The judge said Nagin claimed "a much smaller share of the profits" than any other members of the group who benefited from the illegal deal, that his leadership during the storm was much needed, but that it had also been lagging; she cited his age and that he was not a danger to the public. Nagin maintains his innocence and did not offer any public apology such as ensued after his "chocolate city" gaffe in 2006, a year after the troubled rebuilding of his ravished city began. Nagin received some backlash for those past statements, and made note of it to the PBS Newshour, when as mayor he was still a fresh figure in the Democratic Party.

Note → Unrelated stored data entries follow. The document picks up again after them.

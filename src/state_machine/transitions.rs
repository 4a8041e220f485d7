//! Pure transition functions for the workflow and stage-task state machines.
//!
//! The tracker resolves the current state from the store, asks these functions
//! for the target state, and persists the result. Keeping the transition
//! tables free of I/O makes the legal state graph directly testable.

use super::errors::{StateMachineError, StateMachineResult};
use super::events::{StageTaskEvent, WorkflowEvent};
use super::states::{StageTaskState, WorkflowState};

/// Determine the target workflow state for an event.
pub fn workflow_target_state(
    current: WorkflowState,
    event: &WorkflowEvent,
) -> StateMachineResult<WorkflowState> {
    let target = match (current, event) {
        (WorkflowState::Pending, WorkflowEvent::Start) => WorkflowState::InProgress,

        (WorkflowState::InProgress, WorkflowEvent::Complete) => WorkflowState::Completed,
        (WorkflowState::InProgress, WorkflowEvent::CompleteWithWarnings) => {
            WorkflowState::CompletedWithErrors
        }

        // A workflow may fail before its first stage starts (e.g. storage
        // rejects the context) or while stages are running.
        (WorkflowState::Pending, WorkflowEvent::Fail(_)) => WorkflowState::Failed,
        (WorkflowState::InProgress, WorkflowEvent::Fail(_)) => WorkflowState::Failed,

        (from, event) => {
            return Err(StateMachineError::InvalidTransition {
                from: from.to_string(),
                event: event.to_string(),
            })
        }
    };

    Ok(target)
}

/// Determine the target stage task state for an event.
pub fn stage_task_target_state(
    current: StageTaskState,
    event: &StageTaskEvent,
) -> StateMachineResult<StageTaskState> {
    let target = match (current, event) {
        (StageTaskState::Pending, StageTaskEvent::Start) => StageTaskState::InProgress,
        (StageTaskState::InProgress, StageTaskEvent::Complete) => StageTaskState::Completed,
        (StageTaskState::InProgress, StageTaskEvent::Fail(_)) => StageTaskState::Failed,
        // A task that never got its collaborator call issued can still be
        // failed directly when workflow bookkeeping aborts.
        (StageTaskState::Pending, StageTaskEvent::Fail(_)) => StageTaskState::Failed,

        (from, event) => {
            return Err(StateMachineError::InvalidTransition {
                from: from.to_string(),
                event: event.to_string(),
            })
        }
    };

    Ok(target)
}

#[cfg(test)]
mod tests {
    use super::*;

    #[test]
    fn test_workflow_happy_path() {
        assert_eq!(
            workflow_target_state(WorkflowState::Pending, &WorkflowEvent::Start).unwrap(),
            WorkflowState::InProgress
        );
        assert_eq!(
            workflow_target_state(WorkflowState::InProgress, &WorkflowEvent::Complete).unwrap(),
            WorkflowState::Completed
        );
    }

    #[test]
    fn test_workflow_degraded_and_failed_paths() {
        assert_eq!(
            workflow_target_state(
                WorkflowState::InProgress,
                &WorkflowEvent::CompleteWithWarnings
            )
            .unwrap(),
            WorkflowState::CompletedWithErrors
        );
        assert_eq!(
            workflow_target_state(
                WorkflowState::InProgress,
                &WorkflowEvent::Fail("voice stage reported a hard error".to_string())
            )
            .unwrap(),
            WorkflowState::Failed
        );
    }

    #[test]
    fn test_workflow_terminal_states_are_final() {
        for terminal in [
            WorkflowState::Completed,
            WorkflowState::CompletedWithErrors,
            WorkflowState::Failed,
        ] {
            assert!(workflow_target_state(terminal, &WorkflowEvent::Start).is_err());
            assert!(workflow_target_state(terminal, &WorkflowEvent::Complete).is_err());
            assert!(
                workflow_target_state(terminal, &WorkflowEvent::Fail("x".to_string())).is_err()
            );
        }
    }

    #[test]
    fn test_workflow_cannot_complete_from_pending() {
        assert!(workflow_target_state(WorkflowState::Pending, &WorkflowEvent::Complete).is_err());
    }

    #[test]
    fn test_stage_task_transitions() {
        assert_eq!(
            stage_task_target_state(StageTaskState::Pending, &StageTaskEvent::Start).unwrap(),
            StageTaskState::InProgress
        );
        assert_eq!(
            stage_task_target_state(StageTaskState::InProgress, &StageTaskEvent::Complete)
                .unwrap(),
            StageTaskState::Completed
        );
        assert_eq!(
            stage_task_target_state(
                StageTaskState::InProgress,
                &StageTaskEvent::Fail("timeout".to_string())
            )
            .unwrap(),
            StageTaskState::Failed
        );
        assert!(
            stage_task_target_state(StageTaskState::Completed, &StageTaskEvent::Start).is_err()
        );
    }
}
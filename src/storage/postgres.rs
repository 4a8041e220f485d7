//! PostgreSQL store implementations.
//!
//! The acquire path is a single-row UPSERT whose `WHERE` clause encodes the
//! re-acquisition rules; `rows_affected` tells us whether we won the lock.
//! This is the hard backstop against the narrow check-then-acquire race.

use async_trait::async_trait;
use sqlx::PgPool;
use std::time::Duration;
use uuid::Uuid;

use super::{AcquireOutcome, IdempotencyStore, StorageError, WorkflowStore};
use crate::models::{IdempotencyRecord, TaskInstance, WorkflowInstance};
use crate::state_machine::{StageTaskState, WorkflowState};

/// Create the orchestration tables if they do not exist.
pub async fn run_migrations(pool: &PgPool) -> Result<(), StorageError> {
    let statements = [
        r#"
        CREATE TABLE IF NOT EXISTS idempotency_keys (
            key TEXT NOT NULL,
            task_name TEXT NOT NULL,
            workflow_id TEXT NULL,
            status TEXT NOT NULL,
            locked_at TIMESTAMPTZ NULL,
            result_payload JSONB NULL,
            error_payload JSONB NULL,
            created_at TIMESTAMPTZ NOT NULL DEFAULT NOW(),
            PRIMARY KEY (key, task_name)
        )
        "#,
        r#"
        CREATE TABLE IF NOT EXISTS workflow_instance (
            workflow_id UUID PRIMARY KEY,
            status TEXT NOT NULL,
            context_data JSONB NOT NULL DEFAULT '{}'::jsonb,
            error_message TEXT NULL,
            created_at TIMESTAMPTZ NOT NULL DEFAULT NOW(),
            updated_at TIMESTAMPTZ NOT NULL DEFAULT NOW()
        )
        "#,
        r#"
        CREATE TABLE IF NOT EXISTS task_instance (
            task_id UUID PRIMARY KEY,
            workflow_id UUID NOT NULL REFERENCES workflow_instance(workflow_id),
            name TEXT NOT NULL,
            order_num INTEGER NOT NULL,
            status TEXT NOT NULL,
            input_summary JSONB NOT NULL DEFAULT '{}'::jsonb,
            output_summary JSONB NULL,
            error_details JSONB NULL,
            created_at TIMESTAMPTZ NOT NULL DEFAULT NOW(),
            updated_at TIMESTAMPTZ NOT NULL DEFAULT NOW()
        )
        "#,
        r#"
        CREATE INDEX IF NOT EXISTS idx_task_instance_workflow
            ON task_instance (workflow_id, order_num)
        "#,
    ];

    for statement in statements {
        sqlx::query(statement)
            .execute(pool)
            .await
            .map_err(|e| StorageError::backend("run_migrations", e))?;
    }
    Ok(())
}

/// PostgreSQL-backed idempotency store.
#[derive(Clone)]
pub struct PgIdempotencyStore {
    pool: PgPool,
    lock_timeout: Duration,
}

impl PgIdempotencyStore {
    pub fn new(pool: PgPool, lock_timeout: Duration) -> Self {
        Self { pool, lock_timeout }
    }
}

#[async_trait]
impl IdempotencyStore for PgIdempotencyStore {
    async fn check(
        &self,
        key: &str,
        task_name: &str,
    ) -> Result<Option<IdempotencyRecord>, StorageError> {
        sqlx::query_as::<_, IdempotencyRecord>(
            r#"
            SELECT key, task_name, workflow_id, status, locked_at,
                   result_payload, error_payload, created_at
            FROM idempotency_keys
            WHERE key = $1 AND task_name = $2
            "#,
        )
        .bind(key)
        .bind(task_name)
        .fetch_optional(&self.pool)
        .await
        .map_err(|e| StorageError::backend("idempotency_check", e))
    }

    async fn acquire(
        &self,
        key: &str,
        task_name: &str,
        workflow_id: Option<&str>,
    ) -> Result<AcquireOutcome, StorageError> {
        let result = sqlx::query(
            r#"
            INSERT INTO idempotency_keys
                (key, task_name, workflow_id, status, locked_at, created_at)
            VALUES ($1, $2, $3, 'processing', NOW(), NOW())
            ON CONFLICT (key, task_name) DO UPDATE
            SET status = 'processing',
                locked_at = NOW(),
                workflow_id = EXCLUDED.workflow_id,
                result_payload = NULL,
                error_payload = NULL
            WHERE idempotency_keys.status = 'failed'
               OR (idempotency_keys.status = 'processing'
                   AND idempotency_keys.locked_at < NOW() - ($4 * INTERVAL '1 second'))
            "#,
        )
        .bind(key)
        .bind(task_name)
        .bind(workflow_id)
        .bind(self.lock_timeout.as_secs_f64())
        .execute(&self.pool)
        .await
        .map_err(|e| StorageError::backend("idempotency_acquire", e))?;

        if result.rows_affected() == 1 {
            return Ok(AcquireOutcome::Acquired);
        }

        // Lost the upsert: report the holder's lock timestamp for diagnostics.
        let holder = self.check(key, task_name).await?;
        Ok(AcquireOutcome::Conflict {
            locked_at: holder.and_then(|r| r.locked_at),
        })
    }

    async fn complete(
        &self,
        key: &str,
        task_name: &str,
        result_payload: &serde_json::Value,
    ) -> Result<(), StorageError> {
        let result = sqlx::query(
            r#"
            UPDATE idempotency_keys
            SET status = 'completed', result_payload = $3, locked_at = NULL
            WHERE key = $1 AND task_name = $2
            "#,
        )
        .bind(key)
        .bind(task_name)
        .bind(result_payload)
        .execute(&self.pool)
        .await
        .map_err(|e| StorageError::backend("idempotency_complete", e))?;

        if result.rows_affected() == 0 {
            return Err(StorageError::NotFound {
                entity: "idempotency record".to_string(),
                id: format!("{key}/{task_name}"),
            });
        }
        Ok(())
    }

    async fn fail(
        &self,
        key: &str,
        task_name: &str,
        error_payload: &serde_json::Value,
    ) -> Result<(), StorageError> {
        let result = sqlx::query(
            r#"
            UPDATE idempotency_keys
            SET status = 'failed', error_payload = $3, locked_at = NULL
            WHERE key = $1 AND task_name = $2
            "#,
        )
        .bind(key)
        .bind(task_name)
        .bind(error_payload)
        .execute(&self.pool)
        .await
        .map_err(|e| StorageError::backend("idempotency_fail", e))?;

        if result.rows_affected() == 0 {
            return Err(StorageError::NotFound {
                entity: "idempotency record".to_string(),
                id: format!("{key}/{task_name}"),
            });
        }
        Ok(())
    }

    fn lock_timeout(&self) -> Duration {
        self.lock_timeout
    }
}

/// PostgreSQL-backed workflow/task store.
#[derive(Clone)]
pub struct PgWorkflowStore {
    pool: PgPool,
}

impl PgWorkflowStore {
    pub fn new(pool: PgPool) -> Self {
        Self { pool }
    }
}

#[async_trait]
impl WorkflowStore for PgWorkflowStore {
    async fn create_workflow(
        &self,
        context_data: serde_json::Value,
    ) -> Result<WorkflowInstance, StorageError> {
        sqlx::query_as::<_, WorkflowInstance>(
            r#"
            INSERT INTO workflow_instance
                (workflow_id, status, context_data, created_at, updated_at)
            VALUES ($1, $2, $3, NOW(), NOW())
            RETURNING workflow_id, status, context_data, error_message,
                      created_at, updated_at
            "#,
        )
        .bind(Uuid::new_v4())
        .bind(WorkflowState::Pending.to_string())
        .bind(context_data)
        .fetch_one(&self.pool)
        .await
        .map_err(|e| StorageError::backend("create_workflow", e))
    }

    async fn get_workflow(
        &self,
        workflow_id: Uuid,
    ) -> Result<Option<WorkflowInstance>, StorageError> {
        sqlx::query_as::<_, WorkflowInstance>(
            r#"
            SELECT workflow_id, status, context_data, error_message,
                   created_at, updated_at
            FROM workflow_instance
            WHERE workflow_id = $1
            "#,
        )
        .bind(workflow_id)
        .fetch_optional(&self.pool)
        .await
        .map_err(|e| StorageError::backend("get_workflow", e))
    }

    async fn update_workflow_status(
        &self,
        workflow_id: Uuid,
        status: &str,
        context_data: Option<serde_json::Value>,
        error_message: Option<String>,
    ) -> Result<(), StorageError> {
        let result = sqlx::query(
            r#"
            UPDATE workflow_instance
            SET status = $2,
                context_data = COALESCE($3, context_data),
                error_message = COALESCE($4, error_message),
                updated_at = NOW()
            WHERE workflow_id = $1
            "#,
        )
        .bind(workflow_id)
        .bind(status)
        .bind(context_data)
        .bind(error_message)
        .execute(&self.pool)
        .await
        .map_err(|e| StorageError::backend("update_workflow_status", e))?;

        if result.rows_affected() == 0 {
            return Err(StorageError::NotFound {
                entity: "workflow".to_string(),
                id: workflow_id.to_string(),
            });
        }
        Ok(())
    }

    async fn create_task(
        &self,
        workflow_id: Uuid,
        name: &str,
        order_num: i32,
        input_summary: serde_json::Value,
    ) -> Result<TaskInstance, StorageError> {
        sqlx::query_as::<_, TaskInstance>(
            r#"
            INSERT INTO task_instance
                (task_id, workflow_id, name, order_num, status, input_summary,
                 created_at, updated_at)
            VALUES ($1, $2, $3, $4, $5, $6, NOW(), NOW())
            RETURNING task_id, workflow_id, name, order_num, status,
                      input_summary, output_summary, error_details,
                      created_at, updated_at
            "#,
        )
        .bind(Uuid::new_v4())
        .bind(workflow_id)
        .bind(name)
        .bind(order_num)
        .bind(StageTaskState::Pending.to_string())
        .bind(input_summary)
        .fetch_one(&self.pool)
        .await
        .map_err(|e| StorageError::backend("create_task", e))
    }

    async fn get_task(&self, task_id: Uuid) -> Result<Option<TaskInstance>, StorageError> {
        sqlx::query_as::<_, TaskInstance>(
            r#"
            SELECT task_id, workflow_id, name, order_num, status,
                   input_summary, output_summary, error_details,
                   created_at, updated_at
            FROM task_instance
            WHERE task_id = $1
            "#,
        )
        .bind(task_id)
        .fetch_optional(&self.pool)
        .await
        .map_err(|e| StorageError::backend("get_task", e))
    }

    async fn update_task_status(
        &self,
        task_id: Uuid,
        status: &str,
        output_summary: Option<serde_json::Value>,
        error_details: Option<serde_json::Value>,
    ) -> Result<(), StorageError> {
        let result = sqlx::query(
            r#"
            UPDATE task_instance
            SET status = $2,
                output_summary = COALESCE($3, output_summary),
                error_details = COALESCE($4, error_details),
                updated_at = NOW()
            WHERE task_id = $1
            "#,
        )
        .bind(task_id)
        .bind(status)
        .bind(output_summary)
        .bind(error_details)
        .execute(&self.pool)
        .await
        .map_err(|e| StorageError::backend("update_task_status", e))?;

        if result.rows_affected() == 0 {
            return Err(StorageError::NotFound {
                entity: "task".to_string(),
                id: task_id.to_string(),
            });
        }
        Ok(())
    }

    async fn list_tasks(&self, workflow_id: Uuid) -> Result<Vec<TaskInstance>, StorageError> {
        sqlx::query_as::<_, TaskInstance>(
            r#"
            SELECT task_id, workflow_id, name, order_num, status,
                   input_summary, output_summary, error_details,
                   created_at, updated_at
            FROM task_instance
            WHERE workflow_id = $1
            ORDER BY order_num ASC
            "#,
        )
        .bind(workflow_id)
        .fetch_all(&self.pool)
        .await
        .map_err(|e| StorageError::backend("list_tasks", e))
    }
}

"I trust that God's going to work all this out," he was quoted by the Associated Press

Prosecutors reserve the right to appeal the lighter sentence.

Michael Nutter, the current mayor of Philadelphia, served contemporaneously with Nagin during the last three years of Nagin's term. Both men belonged to the U.S. Conference of Mayors, for which Nutter stood as President from 2012 to 13. City Hall had no comment when asked about the Nagin guilty verdict prior to publication.